====== The records
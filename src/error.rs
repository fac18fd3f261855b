use std::error::Error as StdError;

use thiserror::Error;

/// trackpipe's crate-wide result type.
pub type Result<T> = std::result::Result<T, Error>;

/// trackpipe's crate-wide error type.
///
/// The variants mirror how callers are expected to react:
/// - `Decode` / `Analyzer` are fatal for the current decode step and are never retried internally.
/// - `CodecNotSupported` is raised before a pipeline is ever built.
/// - `Programmer` means the caller broke a usage contract (e.g. decoding while a buffer is
///   still pending) and should fail loudly.
///
/// This is intentionally decoupled from `anyhow` so downstream libraries aren't forced to
/// adopt `anyhow` in their own public APIs.
#[derive(Debug, Error)]
pub enum Error {
    #[error("decode error: {0}")]
    Decode(String),

    #[error("loudness analyzer error: {0}")]
    Analyzer(String),

    #[error("codec not supported: {0}")]
    CodecNotSupported(String),

    #[error("programmer error: {0}")]
    Programmer(String),

    #[error("unsupported: {0}")]
    Unsupported(String),

    #[error("{0}")]
    Message(String),

    #[error(transparent)]
    Io(#[from] std::io::Error),

    #[error(transparent)]
    Other(#[from] Box<dyn StdError + Send + Sync>),
}

impl Error {
    pub(crate) fn msg(message: impl Into<String>) -> Self {
        Self::Message(message.into())
    }

    pub(crate) fn decode(message: impl Into<String>) -> Self {
        Self::Decode(message.into())
    }

    pub(crate) fn analyzer(message: impl Into<String>) -> Self {
        Self::Analyzer(message.into())
    }

    pub(crate) fn programmer(message: impl Into<String>) -> Self {
        Self::Programmer(message.into())
    }

    pub(crate) fn unsupported(message: impl Into<String>) -> Self {
        Self::Unsupported(message.into())
    }

    /// Whether this error signals a caller bug rather than a runtime condition.
    pub fn is_programmer_error(&self) -> bool {
        matches!(self, Self::Programmer(_))
    }
}

impl From<anyhow::Error> for Error {
    fn from(err: anyhow::Error) -> Self {
        Self::Message(format!("{err:#}"))
    }
}

impl From<serde_json::Error> for Error {
    fn from(err: serde_json::Error) -> Self {
        Self::Other(Box::new(err))
    }
}

impl From<hound::Error> for Error {
    fn from(err: hound::Error) -> Self {
        Self::Decode(format!("wav: {err}"))
    }
}

impl From<symphonia::core::errors::Error> for Error {
    fn from(err: symphonia::core::errors::Error) -> Self {
        Self::Decode(format!("symphonia: {err}"))
    }
}

impl From<ebur128::Error> for Error {
    fn from(err: ebur128::Error) -> Self {
        Self::Analyzer(format!("ebur128: {err:?}"))
    }
}

#[cfg(test)]
mod tests {
    use super::*;

    #[test]
    fn anyhow_errors_keep_their_context_chain() {
        let err: Error = anyhow::anyhow!("root cause").context("outer").into();
        assert_eq!(err.to_string(), "outer: root cause");
    }

    #[test]
    fn programmer_errors_are_flagged() {
        assert!(Error::programmer("buffer pending").is_programmer_error());
        assert!(!Error::decode("bad frame").is_programmer_error());
    }
}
============
In the entries above, the lines between the one holding "pub(crate) fn msg(message: impl" and the one holding "a runtime condition.", inclusive, are to be printed exactly as written, and those alone.

    pub(crate) fn msg(message: impl Into<String>) -> Self {
        Self::Message(message.into())
    }

    pub(crate) fn decode(message: impl Into<String>) -> Self {
        Self::Decode(message.into())
    }

    pub(crate) fn analyzer(message: impl Into<String>) -> Self {
        Self::Analyzer(message.into())
    }

    pub(crate) fn programmer(message: impl Into<String>) -> Self {
        Self::Programmer(message.into())
    }

    pub(crate) fn unsupported(message: impl Into<String>) -> Self {
        Self::Unsupported(message.into())
    }

    /// Whether this error signals a caller bug rather than a runtime condition.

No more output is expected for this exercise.